(Saved data entries)

- Opening Delimiter -

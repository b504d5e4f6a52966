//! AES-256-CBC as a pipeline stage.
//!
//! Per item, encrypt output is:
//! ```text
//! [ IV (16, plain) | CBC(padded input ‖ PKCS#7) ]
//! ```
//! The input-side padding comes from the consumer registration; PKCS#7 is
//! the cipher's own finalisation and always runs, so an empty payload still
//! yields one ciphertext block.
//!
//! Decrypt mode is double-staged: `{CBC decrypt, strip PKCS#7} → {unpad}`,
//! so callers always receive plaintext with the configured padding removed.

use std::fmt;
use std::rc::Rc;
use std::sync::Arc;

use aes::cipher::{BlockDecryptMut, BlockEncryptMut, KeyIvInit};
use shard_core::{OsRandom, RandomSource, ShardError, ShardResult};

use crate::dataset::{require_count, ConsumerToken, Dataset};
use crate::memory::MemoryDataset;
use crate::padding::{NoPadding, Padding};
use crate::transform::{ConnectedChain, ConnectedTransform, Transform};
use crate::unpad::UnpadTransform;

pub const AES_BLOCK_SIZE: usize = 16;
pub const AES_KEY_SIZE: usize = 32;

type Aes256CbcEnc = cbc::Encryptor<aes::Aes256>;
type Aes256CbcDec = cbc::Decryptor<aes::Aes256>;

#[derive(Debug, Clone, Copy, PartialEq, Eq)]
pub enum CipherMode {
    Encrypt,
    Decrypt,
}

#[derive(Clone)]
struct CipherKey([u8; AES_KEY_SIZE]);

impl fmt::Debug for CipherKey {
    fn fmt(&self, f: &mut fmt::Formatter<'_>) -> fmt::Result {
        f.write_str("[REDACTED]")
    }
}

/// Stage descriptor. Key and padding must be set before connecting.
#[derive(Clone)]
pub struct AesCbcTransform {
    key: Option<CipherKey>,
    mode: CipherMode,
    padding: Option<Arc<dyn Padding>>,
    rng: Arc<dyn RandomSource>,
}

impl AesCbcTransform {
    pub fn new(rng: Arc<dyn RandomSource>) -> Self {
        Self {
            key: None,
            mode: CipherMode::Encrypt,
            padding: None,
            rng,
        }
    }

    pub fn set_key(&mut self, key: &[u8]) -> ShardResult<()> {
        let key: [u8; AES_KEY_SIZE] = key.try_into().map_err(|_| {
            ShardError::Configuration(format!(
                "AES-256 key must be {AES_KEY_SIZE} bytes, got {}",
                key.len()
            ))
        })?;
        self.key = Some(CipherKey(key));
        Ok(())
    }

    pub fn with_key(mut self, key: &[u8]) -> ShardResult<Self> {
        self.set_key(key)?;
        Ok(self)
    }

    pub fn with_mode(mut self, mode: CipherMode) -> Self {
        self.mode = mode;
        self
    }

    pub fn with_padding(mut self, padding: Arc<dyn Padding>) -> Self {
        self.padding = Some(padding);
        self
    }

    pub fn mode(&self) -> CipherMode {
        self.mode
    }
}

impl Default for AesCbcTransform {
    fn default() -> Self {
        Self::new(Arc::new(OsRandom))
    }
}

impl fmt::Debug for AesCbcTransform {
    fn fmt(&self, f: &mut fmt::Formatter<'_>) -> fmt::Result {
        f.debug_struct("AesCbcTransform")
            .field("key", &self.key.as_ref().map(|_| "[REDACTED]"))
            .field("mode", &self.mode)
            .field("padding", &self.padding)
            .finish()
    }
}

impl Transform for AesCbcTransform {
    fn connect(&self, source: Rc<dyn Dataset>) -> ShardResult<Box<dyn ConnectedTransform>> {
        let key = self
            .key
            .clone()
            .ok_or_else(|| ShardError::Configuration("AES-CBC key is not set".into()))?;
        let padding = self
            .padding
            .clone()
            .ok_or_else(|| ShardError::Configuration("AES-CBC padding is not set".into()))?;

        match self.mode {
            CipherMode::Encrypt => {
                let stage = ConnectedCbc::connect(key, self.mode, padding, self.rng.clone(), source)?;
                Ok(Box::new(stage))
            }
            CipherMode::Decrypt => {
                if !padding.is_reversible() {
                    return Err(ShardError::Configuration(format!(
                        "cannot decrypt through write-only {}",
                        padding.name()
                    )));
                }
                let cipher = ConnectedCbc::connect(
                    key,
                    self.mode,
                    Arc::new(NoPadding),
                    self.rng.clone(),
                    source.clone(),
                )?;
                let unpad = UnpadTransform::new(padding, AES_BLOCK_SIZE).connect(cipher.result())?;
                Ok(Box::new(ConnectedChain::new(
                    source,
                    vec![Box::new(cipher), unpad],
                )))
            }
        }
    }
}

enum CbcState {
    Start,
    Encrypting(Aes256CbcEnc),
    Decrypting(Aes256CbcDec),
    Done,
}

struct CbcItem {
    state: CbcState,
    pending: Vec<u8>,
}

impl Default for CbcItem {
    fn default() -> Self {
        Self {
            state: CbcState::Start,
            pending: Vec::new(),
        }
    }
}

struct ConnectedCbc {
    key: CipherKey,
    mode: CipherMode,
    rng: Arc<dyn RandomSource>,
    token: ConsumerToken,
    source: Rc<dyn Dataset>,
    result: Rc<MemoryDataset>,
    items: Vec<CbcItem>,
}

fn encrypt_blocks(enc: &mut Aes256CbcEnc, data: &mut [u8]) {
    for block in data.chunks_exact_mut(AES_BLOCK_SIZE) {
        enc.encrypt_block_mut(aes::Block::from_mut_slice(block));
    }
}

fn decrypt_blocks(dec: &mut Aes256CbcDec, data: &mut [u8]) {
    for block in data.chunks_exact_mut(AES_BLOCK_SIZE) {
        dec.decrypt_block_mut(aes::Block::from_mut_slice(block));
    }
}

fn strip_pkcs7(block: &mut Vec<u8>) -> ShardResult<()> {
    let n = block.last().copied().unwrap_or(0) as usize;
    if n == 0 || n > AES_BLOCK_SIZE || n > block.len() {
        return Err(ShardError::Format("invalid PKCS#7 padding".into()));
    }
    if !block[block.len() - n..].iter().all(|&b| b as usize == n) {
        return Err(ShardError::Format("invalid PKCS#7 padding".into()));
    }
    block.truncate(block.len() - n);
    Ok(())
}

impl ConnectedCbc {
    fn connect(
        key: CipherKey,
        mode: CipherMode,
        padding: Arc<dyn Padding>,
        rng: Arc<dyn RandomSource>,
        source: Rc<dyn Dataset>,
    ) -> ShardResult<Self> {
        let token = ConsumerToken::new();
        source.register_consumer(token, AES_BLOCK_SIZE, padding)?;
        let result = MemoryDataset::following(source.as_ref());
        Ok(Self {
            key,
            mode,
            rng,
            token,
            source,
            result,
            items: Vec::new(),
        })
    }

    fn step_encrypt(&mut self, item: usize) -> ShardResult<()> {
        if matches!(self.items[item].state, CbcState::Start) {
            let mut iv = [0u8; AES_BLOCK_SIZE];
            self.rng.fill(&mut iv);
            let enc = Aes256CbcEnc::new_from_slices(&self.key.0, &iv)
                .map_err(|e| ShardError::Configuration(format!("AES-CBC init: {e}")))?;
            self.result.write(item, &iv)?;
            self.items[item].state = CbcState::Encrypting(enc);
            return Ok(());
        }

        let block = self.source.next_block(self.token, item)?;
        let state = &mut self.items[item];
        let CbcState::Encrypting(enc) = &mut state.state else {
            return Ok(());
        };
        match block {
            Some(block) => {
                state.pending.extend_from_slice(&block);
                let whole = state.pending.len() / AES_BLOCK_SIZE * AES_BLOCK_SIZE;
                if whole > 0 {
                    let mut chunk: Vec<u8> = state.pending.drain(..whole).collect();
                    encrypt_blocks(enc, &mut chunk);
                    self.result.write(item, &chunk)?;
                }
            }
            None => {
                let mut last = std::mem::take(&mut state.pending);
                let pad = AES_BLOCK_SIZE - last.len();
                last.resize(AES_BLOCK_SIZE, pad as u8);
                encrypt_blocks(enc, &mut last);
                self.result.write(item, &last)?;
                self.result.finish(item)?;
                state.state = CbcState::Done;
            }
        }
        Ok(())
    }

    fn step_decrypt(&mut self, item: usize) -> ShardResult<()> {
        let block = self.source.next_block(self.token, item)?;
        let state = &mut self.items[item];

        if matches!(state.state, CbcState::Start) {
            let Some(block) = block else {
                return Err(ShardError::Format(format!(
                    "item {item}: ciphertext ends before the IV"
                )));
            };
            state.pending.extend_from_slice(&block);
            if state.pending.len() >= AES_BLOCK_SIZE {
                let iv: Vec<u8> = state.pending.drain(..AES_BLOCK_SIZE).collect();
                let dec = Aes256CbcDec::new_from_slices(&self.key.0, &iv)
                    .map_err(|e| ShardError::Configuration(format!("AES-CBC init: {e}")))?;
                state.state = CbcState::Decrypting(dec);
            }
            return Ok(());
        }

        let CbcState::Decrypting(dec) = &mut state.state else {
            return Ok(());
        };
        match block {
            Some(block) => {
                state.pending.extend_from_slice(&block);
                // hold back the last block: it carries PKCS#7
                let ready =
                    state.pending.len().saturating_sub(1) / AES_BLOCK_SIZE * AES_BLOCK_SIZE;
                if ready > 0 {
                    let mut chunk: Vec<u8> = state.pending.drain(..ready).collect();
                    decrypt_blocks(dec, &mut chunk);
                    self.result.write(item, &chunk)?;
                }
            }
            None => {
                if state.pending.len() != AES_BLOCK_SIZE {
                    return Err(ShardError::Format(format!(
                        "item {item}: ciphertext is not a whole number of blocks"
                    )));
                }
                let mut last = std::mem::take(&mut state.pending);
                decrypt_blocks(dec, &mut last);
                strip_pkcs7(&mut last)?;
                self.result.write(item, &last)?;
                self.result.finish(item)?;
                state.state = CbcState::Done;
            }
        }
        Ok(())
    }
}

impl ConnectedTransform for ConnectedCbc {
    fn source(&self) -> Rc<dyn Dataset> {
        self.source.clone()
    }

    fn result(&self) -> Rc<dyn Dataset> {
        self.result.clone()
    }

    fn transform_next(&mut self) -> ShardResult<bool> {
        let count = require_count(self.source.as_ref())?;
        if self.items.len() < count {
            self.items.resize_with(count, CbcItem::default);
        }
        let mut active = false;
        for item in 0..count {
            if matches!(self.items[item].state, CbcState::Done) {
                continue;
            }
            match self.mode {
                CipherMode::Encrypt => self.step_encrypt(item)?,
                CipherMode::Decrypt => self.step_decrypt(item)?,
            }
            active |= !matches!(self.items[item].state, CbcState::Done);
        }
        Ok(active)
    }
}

- Closing Delimiter -
- Opening Delimiter -

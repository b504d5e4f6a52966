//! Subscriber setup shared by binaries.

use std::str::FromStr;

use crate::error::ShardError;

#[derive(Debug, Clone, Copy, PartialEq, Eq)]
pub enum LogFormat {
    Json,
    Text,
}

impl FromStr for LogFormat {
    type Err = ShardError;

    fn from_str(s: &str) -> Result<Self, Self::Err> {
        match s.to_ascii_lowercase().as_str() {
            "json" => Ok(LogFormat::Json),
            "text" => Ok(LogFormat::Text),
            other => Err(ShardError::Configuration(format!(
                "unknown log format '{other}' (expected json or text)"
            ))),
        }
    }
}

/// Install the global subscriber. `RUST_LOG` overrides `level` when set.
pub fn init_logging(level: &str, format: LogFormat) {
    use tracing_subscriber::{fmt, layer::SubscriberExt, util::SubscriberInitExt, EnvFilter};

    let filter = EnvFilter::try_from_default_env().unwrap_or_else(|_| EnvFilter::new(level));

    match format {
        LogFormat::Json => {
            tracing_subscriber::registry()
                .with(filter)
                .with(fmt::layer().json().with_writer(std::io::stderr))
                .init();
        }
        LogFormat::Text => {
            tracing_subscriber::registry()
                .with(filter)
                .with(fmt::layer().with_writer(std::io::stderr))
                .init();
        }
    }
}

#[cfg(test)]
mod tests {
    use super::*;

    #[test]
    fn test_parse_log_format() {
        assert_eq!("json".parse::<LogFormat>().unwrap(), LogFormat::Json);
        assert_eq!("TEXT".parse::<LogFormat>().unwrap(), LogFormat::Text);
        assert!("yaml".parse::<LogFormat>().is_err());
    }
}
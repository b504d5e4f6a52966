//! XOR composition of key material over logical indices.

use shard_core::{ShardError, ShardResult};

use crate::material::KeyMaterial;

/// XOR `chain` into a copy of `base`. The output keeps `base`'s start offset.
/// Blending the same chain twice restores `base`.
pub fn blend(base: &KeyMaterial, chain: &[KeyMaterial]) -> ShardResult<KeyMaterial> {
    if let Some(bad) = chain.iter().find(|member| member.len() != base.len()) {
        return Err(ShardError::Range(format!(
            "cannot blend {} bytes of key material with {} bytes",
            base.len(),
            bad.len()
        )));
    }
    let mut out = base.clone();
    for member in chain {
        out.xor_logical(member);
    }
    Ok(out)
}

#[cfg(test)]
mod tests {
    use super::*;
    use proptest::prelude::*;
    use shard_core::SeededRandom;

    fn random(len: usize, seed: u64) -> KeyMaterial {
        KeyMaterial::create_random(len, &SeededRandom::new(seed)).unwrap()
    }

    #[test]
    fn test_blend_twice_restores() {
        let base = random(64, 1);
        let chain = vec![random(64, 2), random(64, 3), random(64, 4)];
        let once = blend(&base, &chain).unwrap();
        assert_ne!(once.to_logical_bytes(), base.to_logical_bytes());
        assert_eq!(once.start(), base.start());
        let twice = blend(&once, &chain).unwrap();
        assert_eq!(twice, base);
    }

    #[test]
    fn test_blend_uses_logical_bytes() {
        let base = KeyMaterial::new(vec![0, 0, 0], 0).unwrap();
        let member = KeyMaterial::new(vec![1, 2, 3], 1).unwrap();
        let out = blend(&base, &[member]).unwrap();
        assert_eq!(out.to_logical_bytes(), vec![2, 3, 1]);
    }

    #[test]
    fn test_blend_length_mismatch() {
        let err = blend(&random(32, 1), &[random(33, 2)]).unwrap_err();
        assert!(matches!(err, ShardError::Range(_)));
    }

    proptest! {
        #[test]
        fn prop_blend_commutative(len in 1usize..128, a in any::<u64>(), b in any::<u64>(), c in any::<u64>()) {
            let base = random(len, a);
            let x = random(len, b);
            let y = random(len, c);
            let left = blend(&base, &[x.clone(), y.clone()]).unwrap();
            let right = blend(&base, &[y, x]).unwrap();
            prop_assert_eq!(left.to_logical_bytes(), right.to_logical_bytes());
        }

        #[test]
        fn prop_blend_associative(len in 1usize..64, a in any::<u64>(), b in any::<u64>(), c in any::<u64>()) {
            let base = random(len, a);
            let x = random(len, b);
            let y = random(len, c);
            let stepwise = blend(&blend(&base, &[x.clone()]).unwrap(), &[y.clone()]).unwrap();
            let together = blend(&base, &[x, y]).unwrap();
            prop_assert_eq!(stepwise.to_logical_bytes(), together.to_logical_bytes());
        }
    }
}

- Closing Delimiter -

#### DESCRIPTION OF THE TASK
Looking at the entries, work out how many lines include the word "MemoryDataset" and give the number by itself.

#### OUTPUT FOR THIS TASK
3